Always read the existing rules first (project settings include path_cleaning_filters) and merge — overwriting silently destroys whatever the team has already configured.

Where the rules apply

When the user (or a HogQL query) opts in:

  • Web analytics: the Path cleaning toggle in the page header (PathCleaningToggle.tsx)
  • Paths insights: the path cleaning toggle in the insight filters
  • HogQL: any query that calls apply_path_cleaning(path_expr, team)

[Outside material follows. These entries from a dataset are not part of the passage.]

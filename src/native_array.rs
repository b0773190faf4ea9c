use std::any::Any;
use std::fmt::{Debug, Formatter};
use std::sync::Arc;

use crate::backends::ndarray_backend::NDArrayNumericTensor;
use crate::backends::traced_backend::TracedTensor;
use crate::dtype::DType;

/// Payload of a backend that is not compiled into this crate.
#[derive(Clone)]
pub struct ForeignArray {
    type_name: String,
    handle: Arc<dyn Any + Send + Sync>,
    shape: Vec<usize>,
    dtype: Option<DType>,
}

impl ForeignArray {
    pub fn new<T: Any + Send + Sync>(value: T, shape: Vec<usize>, dtype: Option<DType>) -> Self {
        Self {
            type_name: std::any::type_name::<T>().to_string(),
            handle: Arc::new(value),
            shape,
            dtype,
        }
    }

    pub fn type_name(&self) -> &str {
        &self.type_name
    }

    pub fn downcast_ref<T: Any>(&self) -> Option<&T> {
        self.handle.downcast_ref::<T>()
    }

    pub fn shape(&self) -> &[usize] {
        &self.shape
    }

    pub fn dtype(&self) -> Option<DType> {
        self.dtype
    }
}

impl Debug for ForeignArray {
    fn fmt(&self, f: &mut Formatter<'_>) -> std::fmt::Result {
        f.debug_struct("ForeignArray")
            .field("type_name", &self.type_name)
            .field("shape", &self.shape)
            .field("dtype", &self.dtype)
            .finish()
    }
}

/// Capability-tagged native payload: the variant identifies the owning backend.
#[derive(Clone, Debug)]
pub enum NativeArray {
    NDArray(NDArrayNumericTensor),
    Traced(TracedTensor),
    #[cfg(feature = "candle")]
    Candle(candle_core::Tensor),
    #[cfg(feature = "candle")]
    CandleVar(candle_core::Var),
    Foreign(ForeignArray),
}

impl NativeArray {
    /// Fully qualified name of the native type, used for backend inference.
    pub fn type_name(&self) -> &str {
        match self {
            NativeArray::NDArray(_) => std::any::type_name::<NDArrayNumericTensor>(),
            NativeArray::Traced(_) => std::any::type_name::<TracedTensor>(),
            #[cfg(feature = "candle")]
            NativeArray::Candle(_) => std::any::type_name::<candle_core::Tensor>(),
            #[cfg(feature = "candle")]
            NativeArray::CandleVar(_) => std::any::type_name::<candle_core::Var>(),
            NativeArray::Foreign(x) => x.type_name(),
        }
    }

    pub fn shape(&self) -> Vec<usize> {
        match self {
            NativeArray::NDArray(x) => x.shape().to_vec(),
            NativeArray::Traced(x) => x.data().shape().to_vec(),
            #[cfg(feature = "candle")]
            NativeArray::Candle(x) => x.dims().to_vec(),
            #[cfg(feature = "candle")]
            NativeArray::CandleVar(x) => x.dims().to_vec(),
            NativeArray::Foreign(x) => x.shape().to_vec(),
        }
    }

    pub fn dtype(&self) -> Option<DType> {
        match self {
            NativeArray::NDArray(x) => Some(x.dtype()),
            NativeArray::Traced(x) => Some(x.data().dtype()),
            #[cfg(feature = "candle")]
            NativeArray::Candle(x) => DType::try_from(x.dtype()).ok(),
            #[cfg(feature = "candle")]
            NativeArray::CandleVar(x) => DType::try_from(x.dtype()).ok(),
            NativeArray::Foreign(x) => x.dtype(),
        }
    }

    pub fn as_ndarray(&self) -> Option<&NDArrayNumericTensor> {
        match self {
            NativeArray::NDArray(x) => Some(x),
            _ => None,
        }
    }
}

impl From<NDArrayNumericTensor> for NativeArray {
    fn from(value: NDArrayNumericTensor) -> Self {
        NativeArray::NDArray(value)
    }
}

impl From<TracedTensor> for NativeArray {
    fn from(value: TracedTensor) -> Self {
        NativeArray::Traced(value)
    }
}

#[cfg(feature = "candle")]
impl From<candle_core::Tensor> for NativeArray {
    fn from(value: candle_core::Tensor) -> Self {
        NativeArray::Candle(value)
    }
}

#[cfg(feature = "candle")]
impl From<candle_core::Var> for NativeArray {
    fn from(value: candle_core::Var) -> Self {
        NativeArray::CandleVar(value)
    }
}

impl From<ForeignArray> for NativeArray {
    fn from(value: ForeignArray) -> Self {
        NativeArray::Foreign(value)
    }
}

#[cfg(test)]
mod tests {
    use super::*;

    #[test]
    fn test_type_names_are_distinct_per_variant() {
        let a = NativeArray::from(NDArrayNumericTensor::from_vec(vec![1.0f32]));
        let b = NativeArray::from(TracedTensor::new(NDArrayNumericTensor::from_vec(vec![1.0f32])));
        let c = NativeArray::from(ForeignArray::new(5u8, vec![], None));
        assert_ne!(a.type_name(), b.type_name());
        assert_eq!(c.type_name(), "u8");
        assert_eq!(b.shape(), vec![1]);
    }
}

The rules are stored once per project — they are not insight-scoped.

Common pitfalls

  • Backreferences in alias need double-escaping — ClickHouse's replaceRegexpAll supports \0 (whole match) and \1\9 (capture groups). In a JSON field or SQL string literal the backslash must be doubled, so use \\1 in path_cleaning_filters / HogQL to get the \1 backreference at the ClickHouse layer.
  • Forgetting $\d+ without an end anchor matches every numeric run in any path, so /blog/2024-09-12/post becomes /blog/<num>-<num>-<num>/post when you only meant to match the year segment. Use \d+$ or \d+(/|$) depending on intent.
  • Escaping / — re2 does not require it. \/ works but adds noise.
  • Case sensitivity — re2 is case-sensitive by default. Use (?i) at the start of the pattern for case-insensitive matching, e.g. (?i)/users/\d+.
  • Replacing the whole listpath_cleaning_filters is overwrite, not append. Always start from the current list.
  • Rules apply globally — adding a rule can change historical numbers in every Web analytics / Paths chart that has cleaning enabled. Warn the user before applying anything destructive.